このコミットの主要な変更点は以下の通りです。

  1. Time.FormatAppend関数の削除: func (t Time) FormatAppend(layout string, b []byte) []byteというシグネチャを持つ関数が完全に削除されました。これにより、外部から[]byteバッファを渡して時刻をフォーマットし、アロケーションを避けるという直接的な手段がなくなりました。

  2. Time.Format関数の内部実装の変更: 削除されたTime.FormatAppendが持っていたバッファ管理ロジックが、Time.Format関数に直接統合されました。

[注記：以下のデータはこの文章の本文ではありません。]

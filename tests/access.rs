mod common;

use common::{Store, EXPERT_PASSWORD, MAKER_PASSWORD};
use thingset_core::{Access, Context, ErrorCode, Operation, Role, StatusCode, TsErrorKind};

#[test]
fn masks_split_read_and_write_bytes() {
    assert_eq!(Access::ANY_R.bits(), 0x0007);
    assert_eq!(Access::ANY_W.bits(), 0x0700);
    assert_eq!(Access::USR_MASK, Access::USR_R | Access::USR_W);
    assert_eq!(Access::READ_MASK | Access::WRITE_MASK, Access::ANY_RW);
}

#[test]
fn read_is_cumulative_across_roles() {
    let user = Role::User.grant();
    let maker = Role::Maker.grant();
    let expert = Role::Expert.grant();

    assert!(maker.contains(user & Access::READ_MASK));
    assert!(expert.contains(maker & Access::READ_MASK));

    assert!(Access::MKR_R.readable_by(maker));
    assert!(Access::MKR_R.readable_by(expert));
    assert!(!Access::MKR_R.readable_by(user));
    assert!(!Access::EXP_R.readable_by(maker));
}

#[test]
fn write_is_gated_per_role() {
    let maker = Role::Maker.grant();
    let expert = Role::Expert.grant();

    // maker-only writable: an expert does not inherit it
    let maker_only = Access::ANY_R | Access::MKR_W;
    assert!(maker_only.writable_by(maker));
    assert!(!maker_only.writable_by(expert));

    let expert_only = Access::ANY_R | Access::EXP_W;
    assert!(expert_only.writable_by(expert));
    assert!(!expert_only.writable_by(maker));

    assert!(Access::ANY_RW.writable_by(Role::User.grant()));
    assert_eq!(Role::Maker.mask(), Access::MKR_MASK);
}

#[test]
fn set_authentication_replaces_the_grant() {
    let store = Store::new();
    let nodes = store.nodes();
    let mut ctx = Context::new(&nodes);
    let secret = ctx.find_by_path("conf/secret_maker").unwrap();

    assert!(!ctx.can_write(secret));

    ctx.set_authentication(Access::MKR_MASK | Access::USR_MASK);
    assert!(ctx.can_write(secret));

    ctx.set_authentication(Access::EXP_MASK);
    assert_eq!(ctx.auth(), Access::EXP_MASK);
    assert!(!ctx.can_write(secret));
    // no user bits survive either
    assert!(!Access::USR_R.readable_by(ctx.auth()));
    assert!(!Access::USR_W.writable_by(ctx.auth()));

    ctx.set_authentication(Access::empty());
    assert!(!ctx.can_read(secret));
}

#[test]
fn authorize_distinguishes_unauthorized_from_forbidden() {
    let store = Store::new();
    let nodes = store.nodes();
    let ctx = Context::new(&nodes);

    let device_id = ctx.find_by_path("info/DeviceID").unwrap();
    assert!(ctx.authorize(device_id, Operation::Read).is_ok());

    let err = ctx.authorize(device_id, Operation::Write).unwrap_err();
    assert_eq!(err.kind, TsErrorKind::Access);
    assert_eq!(err.code, ErrorCode::Unauthorized);
    assert_eq!(StatusCode::from(err), StatusCode::Unauthorized);

    let voltage = ctx.find_by_path("meas/Bat_V").unwrap();
    let err = ctx.authorize(voltage, Operation::Write).unwrap_err();
    assert_eq!(err.code, ErrorCode::Forbidden);
    assert_eq!(StatusCode::from(err).code(), 0xA3);
}

#[test]
fn login_procedure_escalates_the_session() {
    let store = Store::new();
    let nodes = store.nodes();
    let mut ctx = Context::new(&nodes);

    let auth = ctx.find_by_path("rpc/x-auth").unwrap();
    let password = ctx.find_by_path("rpc/x-auth/Password").unwrap().buffer().unwrap();
    let procedure = auth.procedure().unwrap();
    assert!(ctx.can_write(auth));

    password.write(MAKER_PASSWORD).unwrap();
    procedure.call(&mut ctx);
    assert_eq!(ctx.auth(), Role::Maker.grant());

    password.write(EXPERT_PASSWORD).unwrap();
    procedure.call(&mut ctx);
    assert_eq!(ctx.auth(), Role::Expert.grant());
    assert!(!ctx.auth().contains(Access::MKR_W));

    password.write(b"wrong").unwrap();
    procedure.call(&mut ctx);
    assert_eq!(ctx.auth(), Access::USR_MASK);
}

#[test]
fn typed_accessors_reject_other_node_types() {
    let store = Store::new();
    let nodes = store.nodes();
    let ctx = Context::new(&nodes);

    let voltage = ctx.find_by_path("meas/Bat_V").unwrap();
    assert_eq!(voltage.procedure().unwrap_err().code, ErrorCode::TypeMismatch);
    assert_eq!(voltage.buffer().unwrap_err().code, ErrorCode::TypeMismatch);
    assert!(voltage.array().is_err());
    assert!(voltage.records().is_err());
}
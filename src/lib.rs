//! # thingset-core
//!
//! Object registry, addressing and access control for the **ThingSet** data-exchange protocol.
//!
//! A device exposes its internal state (measurements, configuration, records) and remote
//! procedures as a tree of typed *data nodes*. Hosts read and write the tree over one of two
//! request syntaxes sharing the same semantic model: a compact binary framing and a
//! human-readable text framing. This crate is the core both syntaxes stand on:
//!
//! - the **node table** ([`DataNode`]), a flat, statically declared array in which every node
//!   names its parent by id;
//! - **lookup** by id, by name within a parent, by slash-separated path, and by path with a
//!   trailing record index ([`Context::find_endpoint`]);
//! - the **access model** ([`Access`], [`Role`]) that every read and write is checked against;
//! - **subset tagging** ([`Subsets`]) for publish groups and the update hook;
//! - the **dispatcher** ([`Dispatcher`]) that classifies a request by its first byte and hands
//!   it to the matching [`Codec`].
//!
//! The wire codecs themselves plug in through [`Codec`].
//!
//! ## Example
//!
//! ```
//! use core::cell::Cell;
//! use thingset_core::{Access, Context, DataNode, NodeData, Subsets, ID_ROOT};
//!
//! let voltage = Cell::new(14.1_f32);
//! let nodes = [
//!     DataNode::group(0x70, "meas", ID_ROOT),
//!     DataNode::new(
//!         0x71,
//!         "Bat_V",
//!         0x70,
//!         NodeData::F32 { value: &voltage, decimals: 2 },
//!         Access::ANY_R,
//!         Subsets::empty(),
//!     ),
//! ];
//!
//! let ctx = Context::new(&nodes);
//! let node = ctx.find_by_path("meas/Bat_V").unwrap();
//! assert_eq!(node.id(), 0x71);
//! assert!(ctx.can_read(node));
//! assert!(!ctx.can_write(node));
//! ```
//!
//! ## Feature flags
//!
//! - `std` *(default)*: implements `std::error::Error` for [`TsError`].
//! - `alloc` *(default)*: builds an id index at init, making id lookups and the duplicate-id
//!   check `O(log n)` per node instead of linear scans. Results are identical either way.
//! - `serde`: serializes node metadata ([`NodeMeta`]) for schema export.
//!
//! ## `no_std`
//!
//! The crate is `no_std` compatible and works without an allocator when `alloc` is disabled.
//! Diagnostics go through the `log` facade; no logger is installed by the crate.

#![cfg_attr(not(feature = "std"), no_std)]
#![cfg_attr(docsrs, feature(doc_cfg))]
#![forbid(unsafe_code)]
#![deny(missing_docs)]
#![warn(clippy::all, clippy::pedantic, clippy::nursery)]

#[cfg(feature = "alloc")]
extern crate alloc;

mod access;
mod context;
mod dispatch;
mod error;
#[cfg(feature = "alloc")]
mod index;
mod integrity;
mod limits;
mod lookup;
mod node;
mod status;
mod storage;
mod subset;

pub use crate::access::{Access, Operation, Role};
pub use crate::context::Context;
pub use crate::dispatch::{Codec, Dispatcher, RequestKind, TextMethod};
pub use crate::error::{ErrorCode, TsError, TsErrorKind};
pub use crate::integrity::check_ids;
pub use crate::limits::{ID_ROOT, MAX_PATH_DEPTH};
pub use crate::lookup::Endpoint;
pub use crate::node::{DataNode, NodeData, NodeId, NodeType, Procedure, UpdateCallback};
pub use crate::status::StatusCode;
pub use crate::storage::{Array, ArrayElems, Buffer, Records};
pub use crate::subset::Subsets;

#[cfg(feature = "serde")]
pub use crate::node::NodeMeta;
//! Protocol response codes.
//!
//! Both syntaxes report outcomes with the same one-byte codes: the binary syntax sends the
//! byte itself, the text syntax renders it as two hex digits (`:A4 Not Found.`). Codecs map
//! engine errors through `From<ErrorCode>` so both report failures alike.

use crate::ErrorCode;

/// One-byte response status.
#[derive(Debug, Clone, Copy, PartialEq, Eq, Hash)]
#[repr(u8)]
pub enum StatusCode {
    /// A node or element was created.
    Created = 0x81,
    /// A node or element was deleted.
    Deleted = 0x82,
    /// The request was valid.
    Valid = 0x83,
    /// Values were changed.
    Changed = 0x84,
    /// The response carries content.
    Content = 0x85,

    /// The request is malformed.
    BadRequest = 0xA0,
    /// The current role is not allowed to do this.
    Unauthorized = 0xA1,
    /// No role is allowed to do this.
    Forbidden = 0xA3,
    /// The addressed node does not exist.
    NotFound = 0xA4,
    /// The method is not supported for this node.
    MethodNotAllowed = 0xA5,
    /// The request ended early.
    RequestIncomplete = 0xA8,
    /// The request conflicts with the node's state.
    Conflict = 0xA9,
    /// The request is larger than the device accepts.
    RequestTooLarge = 0xAD,
    /// The value has the wrong type or format.
    UnsupportedFormat = 0xAF,

    /// The device failed to process a valid request.
    InternalServerError = 0xC0,
    /// The request is valid but not implemented.
    NotImplemented = 0xC1,

    /// The response does not fit the response buffer.
    ResponseTooLarge = 0xE1,
}

impl StatusCode {
    /// The status byte.
    #[inline]
    #[must_use]
    pub const fn code(self) -> u8 {
        self as u8
    }

    /// Parse a status byte.
    #[must_use]
    pub const fn from_code(code: u8) -> Option<Self> {
        Some(match code {
            0x81 => Self::Created,
            0x82 => Self::Deleted,
            0x83 => Self::Valid,
            0x84 => Self::Changed,
            0x85 => Self::Content,
            0xA0 => Self::BadRequest,
            0xA1 => Self::Unauthorized,
            0xA3 => Self::Forbidden,
            0xA4 => Self::NotFound,
            0xA5 => Self::MethodNotAllowed,
            0xA8 => Self::RequestIncomplete,
            0xA9 => Self::Conflict,
            0xAD => Self::RequestTooLarge,
            0xAF => Self::UnsupportedFormat,
            0xC0 => Self::InternalServerError,
            0xC1 => Self::NotImplemented,
            0xE1 => Self::ResponseTooLarge,
            _ => return None,
        })
    }

    /// Returns true iff this status reports success.
    #[inline]
    #[must_use]
    pub const fn is_success(self) -> bool {
        (self as u8) < 0xA0
    }

    /// Human-readable description used by the text syntax.
    #[must_use]
    pub const fn description(self) -> &'static str {
        match self {
            Self::Created => "Created.",
            Self::Deleted => "Deleted.",
            Self::Valid => "Valid.",
            Self::Changed => "Changed.",
            Self::Content => "Content.",
            Self::BadRequest => "Bad Request.",
            Self::Unauthorized => "Unauthorized.",
            Self::Forbidden => "Forbidden.",
            Self::NotFound => "Not Found.",
            Self::MethodNotAllowed => "Method Not Allowed.",
            Self::RequestIncomplete => "Request Incomplete.",
            Self::Conflict => "Conflict.",
            Self::RequestTooLarge => "Request Too Large.",
            Self::UnsupportedFormat => "Unsupported Format.",
            Self::InternalServerError => "Internal Server Error.",
            Self::NotImplemented => "Not Implemented.",
            Self::ResponseTooLarge => "Response Too Large.",
        }
    }
}

impl From<ErrorCode> for StatusCode {
    fn from(code: ErrorCode) -> Self {
        match code {
            ErrorCode::NotFound | ErrorCode::DepthLimitExceeded | ErrorCode::InvalidIndex => {
                Self::NotFound
            }
            ErrorCode::DuplicateId => Self::InternalServerError,
            ErrorCode::BufferTooSmall => Self::ResponseTooLarge,
            ErrorCode::CapacityExceeded => Self::RequestTooLarge,
            ErrorCode::TypeMismatch => Self::UnsupportedFormat,
            ErrorCode::Unauthorized => Self::Unauthorized,
            ErrorCode::Forbidden => Self::Forbidden,
        }
    }
}

impl From<crate::TsError> for StatusCode {
    #[inline]
    fn from(err: crate::TsError) -> Self {
        err.code.into()
    }
}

    • 変更前: Time.Formatは内部でbufSize(64バイト)のスタックバッファを試み、必要に応じてヒープにmake([]byte, 0, max)でバッファを割り当て、そのバッファをt.FormatAppend(layout, b)に渡していました。そして、FormatAppendが返した[]bytestring(b)で文字列に変換して返していました。
    • 変更後: Time.Format関数は、Time.FormatAppendの呼び出しを削除し、その代わりにTime.FormatAppendの内部ロジックを自身の内部に直接取り込みました。
      • var b []bytevar buf [64]byteが宣言されます。
      • max := len(layout) + 10で必要な最大バッファサイズを計算します。
      • if max <= len(buf)の条件で、レイアウト文字列の長さが64バイトのスタックバッファに収まる場合はb = buf[:0]としてスタックバッファを使用します。
      • 収まらない場合はb = make([]byte, 0, max)としてヒープに新しいバッファを割り当てます。
      • 時刻のフォーマット処理は、以前FormatAppendが行っていたのと同様に、bにデータを追記していきます。
      • 最終的に、return string(b)として、フォーマットされた[]byteバッファの内容を新しいstringに変換して返します。

この変更により、Time.Formatは引き続きstringを返すAPIとして提供されますが、内部的には短いフォーマット文字列の場合にスタックアロケーションを利用することで、ヒープアロケーションを避ける最適化が施されています。しかし、呼び出し元がバッファを再利用してアロケーションを完全に制御することはできなくなりました。